Publication Date

May 1, 1999



We are familiar with the images from the Balkan wars of our times—crumpled figures with gaping head wounds against an idyllic rural background, or pits in winter, where forensic teams examine the remains of yet another "ethnic cleansing." In the early 1990s, the Russian press was full of similar, if older, atrocities, as more and more details of Stalin's mass shootings emerged, the killings carried out during the massoperatsii of the secret police NKVD during the Great Terror of 1937–38.

The executions took place at night in the cellars of prisons or local NKVD headquarters and in secluded forest clearings before an open pit. Special zones near urban centers were sealed off with barbed wire fencing and used as killing grounds and huge, unmarked graveyards.

The Butovo Apple Yard

In contrast to other cities in the Russian Federation, the district attorney's office in Moscow refused permission to the Rehabilitation Group of the Moscow Administration of the Ministry of Security (MB) to excavate one such site in 1992. This site, still in the possession of the Interior Ministry, is situated near the village of Butovo, 27 kilometers south of Moscow near the Podolsk Highway.1 The officers of the Rehabilitation Group were convinced that this area, lately in use as an orchard for a local orphanage, was Moscow’s main killing field during the Ezhovshchina of 1936–38, the rule of terror imposed by NKVD chief Nikolai Ezhov. The investigating officers interviewed elderly inhabitants of Butovo village who could recall the revving of lorries and the shots that had reverberated through the night air some 60 years before. An analysis of the orchard earth showed a high phosphate content, which explained the luxuriant growth of the grass and bushes and suggested the presence of bones on a gigantic scale. From aerial photographs the group sketched out the outlines of the burial pits—depressions in the ground that ran to 500 meters in length.

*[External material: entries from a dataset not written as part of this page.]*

//! Rough dielectric coat (microfacet) over a diffuse substrate (spec
//! section 4.2).

use serde::{Deserialize, Serialize};

use crate::bsdfs::fresnel::{dielectric_reflectance, diffuse_fresnel_reflectance};
use crate::bsdfs::microfacet::MicrofacetDistribution;
use crate::bsdfs::plastic::PLASTIC_FRESNEL_SAMPLES;
use crate::bsdfs::ScatterModel;
use crate::core::frame::{abs_cos_theta, cos_theta, same_hemisphere};
use crate::core::geometry::{reflect, vec3_dot_vec3f, Spectrum};
use crate::core::lobes::{self, Lobes};
use crate::core::pbrt::Float;
use crate::core::rng::Rng;
use crate::core::sampling::{cosine_hemisphere_pdf, cosine_sample_hemisphere, INV_PI};
use crate::core::scatter_event::SurfaceScatterEvent;

#[derive(Debug, Copy, Clone, Serialize, Deserialize)]
pub struct RoughPlastic {
    pub ior: Float,
    pub albedo: Spectrum,
    pub thickness: Float,
    pub sigma_a: Spectrum,
    pub distribution: MicrofacetDistribution,
    diffuse_fresnel: Float,
}

impl RoughPlastic {
    pub fn new(
        ior: Float,
        albedo: Spectrum,
        thickness: Float,
        sigma_a: Spectrum,
        distribution: MicrofacetDistribution,
    ) -> Self {
        let diffuse_fresnel = diffuse_fresnel_reflectance(1.0 / ior, PLASTIC_FRESNEL_SAMPLES);
        RoughPlastic { ior, albedo, thickness, sigma_a, distribution, diffuse_fresnel }
    }

    fn substrate_transmittance(&self, cos_theta: Float) -> Spectrum {
        if self.sigma_a.is_black() || self.thickness == 0.0 {
            return Spectrum::new(1.0, 1.0, 1.0);
        }
        let path = 2.0 * self.thickness / cos_theta.abs().max(1e-3);
        (self.sigma_a * -path).exp()
    }

    fn diffuse_term(&self, cos_theta_i: Float, cos_theta_o: Float) -> Spectrum {
        let fi = dielectric_reflectance(cos_theta_i, self.ior);
        let fo = dielectric_reflectance(cos_theta_o, self.ior);
        let substrate_weight = self.albedo * self.substrate_transmittance(cos_theta_o);
        let compensation = 1.0 - substrate_weight.avg() * self.diffuse_fresnel;
        substrate_weight * ((1.0 - fi) * (1.0 - fo) / compensation.max(1e-3))
    }

    fn half_vector(wi: &crate::core::geometry::Vector3f, wo: &crate::core::geometry::Vector3f) -> Option<crate::core::geometry::Vector3f> {
        let sum = *wi + *wo;
        if sum.length_squared() < 1e-12 {
            return None;
        }
        let wh = sum.normalize();
        Some(if wh.z < 0.0 { -wh } else { wh })
    }
}

impl ScatterModel for RoughPlastic {
    fn eval(&self, event: &SurfaceScatterEvent) -> Spectrum {
        if !same_hemisphere(&event.wi, &event.wo) || cos_theta(&event.wi) <= 0.0 {
            return Spectrum::default();
        }
        let mut result = Spectrum::default();
        if event.requested_lobes.intersects(lobes::GLOSSY_REFLECTION) {
            if let Some(wh) = Self::half_vector(&event.wi, &event.wo) {
                let f = dielectric_reflectance(vec3_dot_vec3f(&event.wi, &wh), self.ior);
                let d = self.distribution.d(&wh);
                let g = self.distribution.g(&event.wi, &event.wo);
                let denom = 4.0 * cos_theta(&event.wi).abs() * cos_theta(&event.wo).abs();
                if denom > 0.0 {
                    result += Spectrum::new(1.0, 1.0, 1.0) * (f * d * g / denom * abs_cos_theta(&event.wo));
                }
            }
        }
        if event.requested_lobes.intersects(lobes::DIFFUSE_REFLECTION) {
            result += self.diffuse_term(cos_theta(&event.wi), cos_theta(&event.wo)) * (INV_PI * abs_cos_theta(&event.wo));
        }
        result
    }

    fn sample(&self, event: &mut SurfaceScatterEvent, rng: &mut Rng) -> bool {
        let cos_theta_i = cos_theta(&event.wi);
        if cos_theta_i <= 0.0 {
            return false;
        }
        event.draw_direction_sample(rng);
        let fi = dielectric_reflectance(cos_theta_i, self.ior);
        let wants_glossy = event.requested_lobes.intersects(lobes::GLOSSY_REFLECTION);
        let wants_diffuse = event.requested_lobes.intersects(lobes::DIFFUSE_REFLECTION);
        if !wants_glossy && !wants_diffuse {
            return false;
        }
        let pick_glossy = if wants_glossy && wants_diffuse {
            event.u1d < fi
        } else {
            wants_glossy
        };
        if pick_glossy {
            let sample_dist = self.distribution.widened_for_sampling(cos_theta_i);
            let wh = sample_dist.sample_wh(&event.wi, event.u);
            let wo = reflect(&event.wi, &wh);
            if !same_hemisphere(&event.wi, &wo) {
                return false;
            }
            event.wo = wo;
            event.sampled_lobe = lobes::GLOSSY_REFLECTION;
        } else {
            let mut wo = cosine_sample_hemisphere(&event.u);
            wo.z = wo.z.abs();
            event.wo = wo;
            event.sampled_lobe = lobes::DIFFUSE_REFLECTION;
        }
        event.pdf = self.pdf(event);
        if event.pdf <= 0.0 {
            return false;
        }
        event.weight = self.eval(event) / event.pdf;
        true
    }

    fn pdf(&self, event: &SurfaceScatterEvent) -> Float {
        if !same_hemisphere(&event.wi, &event.wo) {
            return 0.0;
        }
        let cos_theta_i = cos_theta(&event.wi);
        let fi = dielectric_reflectance(cos_theta_i, self.ior);
        let wants_glossy = event.requested_lobes.intersects(lobes::GLOSSY_REFLECTION);
        let wants_diffuse = event.requested_lobes.intersects(lobes::DIFFUSE_REFLECTION);
        let mut pdf = 0.0;
        if wants_glossy {
            if let Some(wh) = Self::half_vector(&event.wi, &event.wo) {
                let sample_dist = self.distribution.widened_for_sampling(cos_theta_i);
                let glossy_pdf = sample_dist.pdf(&event.wi, &wh) / (4.0 * vec3_dot_vec3f(&event.wo, &wh).abs());
                pdf += if wants_diffuse { fi * glossy_pdf } else { glossy_pdf };
            }
        }
        if wants_diffuse {
            let cosine_pdf = cosine_hemisphere_pdf(abs_cos_theta(&event.wo));
            pdf += if wants_glossy { (1.0 - fi) * cosine_pdf } else { cosine_pdf };
        }
        pdf
    }

    fn lobes(&self) -> Lobes {
        lobes::GLOSSY_REFLECTION | lobes::DIFFUSE_REFLECTION
    }
}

The MB staff involved were under pressure from several sides. For one, the relatives of the murdered, organized in associations like Memorial and backed by the democratic press, were demanding the full truth and were not satisfied with the general government policy of rehabilitating the victims en masse and posthumously. Furthermore, the law of October 18, 1991, which allowed the families of the victims arrested in the Stalin years the right to view the investigation file of the prisoner, also obliged the security organs to find the scenes of whole-scale slaughter and mass graves and publish the names of both victims and perpetrators in the local press. In addition, a government decree of March 30, 1992, entrusted the security service and local administrative bodies with the assignment of issuing remembrance books containing data on the thousands shot and unceremoniously interred in the districts of the Russian Federation. Commissions were set up throughout the country to extract victims' data from the millions of files, a task that MB officials could not have conducted alone. A group of volunteers met regularly for this work in the offices of the Moscow Rehabilitation group at Bolshaia Lubianka 14, a blue and white former palace a stone's throw behind the forbidding ochre block of the Lubianka headquarters.

The 20,000 files of people sentenced to death in Moscow by two- or three-man boards (dvoiki, troiki) in the years 1937–38 revealed nothing about how and where the executions had taken place. Scrutinizing the files of pensioned KGB staff, the Rehabilitation Group officers located a handful of ex-operatives, suspicious old men who lived in fear that their families might one day find out what “special work” (spetsrabota) had amounted to in the Ezhov era: driving the doomed to Butovo or killing them there with a shot in the nape of the neck. Comrade S., first komendant of the Butovo firing squads and one of the rare survivors of purges within “the organs,” proved talkative in the end. He related details of the strict hierarchical work roster of the dozen or so executioners. The killers waited in a stone house in the northwestern corner of the restricted area while the victims’ data was being rechecked in a wooden barracks nearby. Each gunman took his victims one at a time to the pit’s edge and dispatched them with one shot each from a Nagan army pistol. At dawn, after the “quota” had been accomplished, a bulldozer covered in the night’s work. The executioners steadied their nerves with vodka and at the end of the shift they washed with eau-de-cologne to rid themselves of the stench of gunpowder and blood.

Butovo is now a place of pilgrimage, maintained by the Russian Orthodox Church and open to visitors on weekends. Three thick volumes containing all the victims' names (20,765) and giving the history of the fenced-in acreage have appeared in recent years. They describe the transformation of Butovo from model landlord estate to an agricultural colony of the secret police in the early years of Bolshevik rule, and its later role as service shooting range and killing fields.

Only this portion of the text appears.